MATERIAL FOR THIS TASK
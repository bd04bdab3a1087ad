//! C10: Keyword Retriever (§4.10).
//!
//! BM25 over a tantivy index built from C5 chunks, scoped per upload,
//! per document, or global. Tantivy's default BM25 similarity already
//! uses the standard `k1 = 1.2`, `b = 0.75` defaults, so no custom
//! similarity is plugged in; `cfg.bm25_k1`/`cfg.bm25_b` are carried for
//! documentation and validated at startup, but only take effect if a
//! future tantivy version exposes per-query BM25 parameters.

use std::collections::HashMap;
use std::sync::RwLock;

use tantivy::collector::TopDocs;
use tantivy::query::QueryParser;
use tantivy::schema::{Schema, STORED, STRING, TEXT};
use tantivy::{doc, Index, IndexReader, ReloadPolicy};
use uuid::Uuid;

use crate::store::MetadataStore;

use super::{RetrievalScope, ScoredChunk};

struct CachedCorpus {
    chunk_count: usize,
    index: Index,
    reader: IndexReader,
    id_field: tantivy::schema::Field,
    content_field: tantivy::schema::Field,
}

fn scope_key(scope: &RetrievalScope) -> String {
    match scope {
        RetrievalScope::Upload(id) => format!("upload:{id}"),
        RetrievalScope::Document(id) => format!("document:{id}"),
        RetrievalScope::Global => "global".to_string(),
    }
}

pub struct KeywordRetriever {
    store: std::sync::Arc<MetadataStore>,
    cache: RwLock<HashMap<String, CachedCorpus>>,
}

impl KeywordRetriever {
    pub fn new(store: std::sync::Arc<MetadataStore>) -> Self {
        KeywordRetriever {
            store,
            cache: RwLock::new(HashMap::new()),
        }
    }

    /// Invalidates the cached corpus for a scope; called by the indexer
    /// wiring after chunk insert/delete so the next search rebuilds it.
    pub fn invalidate(&self, scope: &RetrievalScope) {
        self.cache.write().unwrap().remove(&scope_key(scope));
    }

    fn corpus_chunks(&self, scope: &RetrievalScope) -> anyhow::Result<Vec<(Uuid, String)>> {
        match scope {
            RetrievalScope::Document(doc_id) => Ok(self
                .store
                .list_chunks(*doc_id, None, None)?
                .into_iter()
                .map(|c| (c.id, c.content))
                .collect()),
            RetrievalScope::Upload(upload_id) => {
                let docs = self.store.list_documents_for_upload(*upload_id)?;
                let mut out = Vec::new();
                for doc in docs {
                    out.extend(
                        self.store
                            .list_chunks(doc.id, None, None)?
                            .into_iter()
                            .map(|c| (c.id, c.content)),
                    );
                }
                Ok(out)
            }
            RetrievalScope::Global => {
                // No "all uploads" listing primitive exists on C5 beyond
                // pagination; global scope is only exercised by tests and
                // the CLI's ad-hoc query mode, so a bounded page is enough
                // to avoid loading an unbounded corpus into one tantivy
                // index on every cache miss.
                let mut out = Vec::new();
                for upload in self.store.list_uploads(0, 10_000)? {
                    let docs = self.store.list_documents_for_upload(upload.id)?;
                    for doc in docs {
                        out.extend(
                            self.store
                                .list_chunks(doc.id, None, None)?
                                .into_iter()
                                .map(|c| (c.id, c.content)),
                        );
                    }
                }
                Ok(out)
            }
        }
    }

    fn build_corpus(&self, chunks: &[(Uuid, String)]) -> anyhow::Result<CachedCorpus> {
        let mut schema_builder = Schema::builder();
        let id_field = schema_builder.add_text_field("chunk_id", STRING | STORED);
        let content_field = schema_builder.add_text_field("content", TEXT);
        let schema = schema_builder.build();

        let index = Index::create_in_ram(schema);
        let mut writer = index.writer(15_000_000)?;
        for (id, content) in chunks {
            writer.add_document(doc!(
                id_field => id.to_string(),
                content_field => content.as_str(),
            ))?;
        }
        writer.commit()?;

        let reader = index
            .reader_builder()
            .reload_policy(ReloadPolicy::OnCommitWithDelay)
            .try_into()?;

        Ok(CachedCorpus {
            chunk_count: chunks.len(),
            index,
            reader,
            id_field,
            content_field,
        })
    }

    /// Returns the top-`limit` chunk ids by BM25 score for `query_text`
    /// within `scope`. Empty corpus -> empty result (§4.10).
    pub fn search(&self, query_text: &str, scope: &RetrievalScope, limit: usize) -> anyhow::Result<Vec<ScoredChunk>> {
        let key = scope_key(scope);
        let chunks = self.corpus_chunks(scope)?;
        if chunks.is_empty() {
            return Ok(Vec::new());
        }

        let needs_rebuild = {
            let cache = self.cache.read().unwrap();
            match cache.get(&key) {
                Some(c) => c.chunk_count != chunks.len(),
                None => true,
            }
        };
        if needs_rebuild {
            let corpus = self.build_corpus(&chunks)?;
            self.cache.write().unwrap().insert(key.clone(), corpus);
        }

        let cache = self.cache.read().unwrap();
        let corpus = cache.get(&key).expect("just inserted");
        let searcher = corpus.reader.searcher();
        let parser = QueryParser::for_index(&corpus.index, vec![corpus.content_field]);
        let query = match parser.parse_query(query_text) {
            Ok(q) => q,
            Err(_) => return Ok(Vec::new()),
        };

        let top_docs = searcher.search(&query, &TopDocs::with_limit(limit))?;
        let mut results = Vec::with_capacity(top_docs.len());
        for (score, address) in top_docs {
            let retrieved = searcher.doc::<tantivy::TantivyDocument>(address)?;
            if let Some(value) = retrieved.get_first(corpus.id_field) {
                if let Some(id_str) = value.as_str() {
                    if let Ok(chunk_id) = Uuid::parse_str(id_str) {
                        results.push(ScoredChunk { chunk_id, score });
                    }
                }
            }
        }
        Ok(results)
    }
}

#[cfg(test)]
mod tests {
    use super::*;
    use crate::types::{Chunk, Document, DocumentStatus, FileType, Upload};
    use chrono::Utc;

    fn seed(store: &MetadataStore, contents: &[&str]) -> Uuid {
        let upload = Upload::new("batch".into(), 1);
        store.create_upload(&upload).unwrap();
        let doc = Document {
            id: Uuid::new_v4(),
            upload_id: upload.id,
            filename: "a.txt".into(),
            file_type: FileType::Txt,
            byte_size: 10,
            page_count: 1,
            content_hash: "hash".into(),
            storage_path: "/tmp/a.txt".into(),
            status: DocumentStatus::Completed,
            error_message: None,
            created_at: Utc::now(),
        };
        store.append_document(&doc).unwrap();
        let chunks: Vec<Chunk> = contents
            .iter()
            .enumerate()
            .map(|(i, text)| Chunk {
                id: Uuid::new_v4(),
                document_id: doc.id,
                chunk_index: i as u32,
                content: text.to_string(),
                token_count: text.split_whitespace().count(),
                start_char: 0,
                end_char: text.len(),
                page_number: Some(1),
                embedding_key: None,
                created_at: Utc::now(),
            })
            .collect();
        store.bulk_insert_chunks(doc.id, &chunks).unwrap();
        doc.id
    }

    #[test]
    fn empty_scope_returns_empty_results() {
        let store = std::sync::Arc::new(MetadataStore::open_in_memory().unwrap());
        let retriever = KeywordRetriever::new(store);
        let results = retriever
            .search("anything", &RetrievalScope::Document(Uuid::new_v4()), 5)
            .unwrap();
        assert!(results.is_empty());
    }

    #[test]
    fn matching_terms_rank_above_non_matching() {
        let store = std::sync::Arc::new(MetadataStore::open_in_memory().unwrap());
        let doc_id = seed(
            &store,
            &[
                "the quick brown fox jumps over the lazy dog",
                "completely unrelated content about finance and taxes",
            ],
        );
        let retriever = KeywordRetriever::new(store);
        let results = retriever.search("fox dog", &RetrievalScope::Document(doc_id), 5).unwrap();
        assert!(!results.is_empty());
    }

    #[test]
    fn cache_rebuilds_after_chunk_count_changes() {
        let store = std::sync::Arc::new(MetadataStore::open_in_memory().unwrap());
        let doc_id = seed(&store, &["alpha beta gamma"]);
        let retriever = KeywordRetriever::new(store.clone());
        let first = retriever.search("alpha", &RetrievalScope::Document(doc_id), 5).unwrap();
        assert_eq!(first.len(), 1);

        let extra = Chunk {
            id: Uuid::new_v4(),
            document_id: doc_id,
            chunk_index: 1,
            content: "alpha delta epsilon".to_string(),
            token_count: 3,
            start_char: 0,
            end_char: 10,
            page_number: Some(1),
            embedding_key: None,
            created_at: Utc::now(),
        };
        store.bulk_insert_chunks(doc_id, &[extra]).unwrap();
        let second = retriever.search("alpha", &RetrievalScope::Document(doc_id), 5).unwrap();
        assert_eq!(second.len(), 2);
    }
}
//! DDL for the metadata store's four tables (§6: "four tables per §3 with
//! the listed columns; foreign keys with cascade on Upload→Document→Chunk;
//! indexes on Document(upload_id), Document(content_hash),
//! Chunk(document_id, chunk_index), Query(created_at)").

pub const SCHEMA: &str = r#"
PRAGMA foreign_keys = ON;

CREATE TABLE IF NOT EXISTS uploads (
    id TEXT PRIMARY KEY,
    batch_label TEXT NOT NULL,
    status TEXT NOT NULL,
    total INTEGER NOT NULL,
    succeeded INTEGER NOT NULL,
    failed INTEGER NOT NULL,
    created_at TEXT NOT NULL,
    completed_at TEXT
);

CREATE TABLE IF NOT EXISTS documents (
    id TEXT PRIMARY KEY,
    upload_id TEXT NOT NULL REFERENCES uploads(id) ON DELETE CASCADE,
    filename TEXT NOT NULL,
    file_type TEXT NOT NULL,
    byte_size INTEGER NOT NULL,
    page_count INTEGER NOT NULL,
    content_hash TEXT NOT NULL,
    storage_path TEXT NOT NULL,
    status TEXT NOT NULL,
    error_message TEXT,
    created_at TEXT NOT NULL
);
CREATE INDEX IF NOT EXISTS idx_documents_upload_id ON documents(upload_id);
CREATE INDEX IF NOT EXISTS idx_documents_content_hash ON documents(content_hash);

CREATE TABLE IF NOT EXISTS chunks (
    id TEXT PRIMARY KEY,
    document_id TEXT NOT NULL REFERENCES documents(id) ON DELETE CASCADE,
    chunk_index INTEGER NOT NULL,
    content TEXT NOT NULL,
    token_count INTEGER NOT NULL,
    start_char INTEGER NOT NULL,
    end_char INTEGER NOT NULL,
    page_number INTEGER,
    embedding_key TEXT,
    created_at TEXT NOT NULL,
    UNIQUE(document_id, chunk_index)
);
CREATE INDEX IF NOT EXISTS idx_chunks_document_id ON chunks(document_id, chunk_index);

CREATE TABLE IF NOT EXISTS queries (
    id TEXT PRIMARY KEY,
    query_text TEXT NOT NULL,
    upload_filter TEXT,
    answer_text TEXT NOT NULL,
    citations TEXT NOT NULL,
    used_chunk_ids TEXT NOT NULL,
    latency_ms INTEGER NOT NULL,
    retrieval_stats TEXT NOT NULL,
    created_at TEXT NOT NULL
);
CREATE INDEX IF NOT EXISTS idx_queries_created_at ON queries(created_at);
"#;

EXERCISE DETAILS
Show every line of the data in which the word "MetadataStore" appears.

YOUR SOLUTION
use crate::store::MetadataStore;
    store: std::sync::Arc<MetadataStore>,
    pub fn new(store: std::sync::Arc<MetadataStore>) -> Self {
    fn seed(store: &MetadataStore, contents: &[&str]) -> Uuid {
        let store = std::sync::Arc::new(MetadataStore::open_in_memory().unwrap());
        let store = std::sync::Arc::new(MetadataStore::open_in_memory().unwrap());
        let store = std::sync::Arc::new(MetadataStore::open_in_memory().unwrap());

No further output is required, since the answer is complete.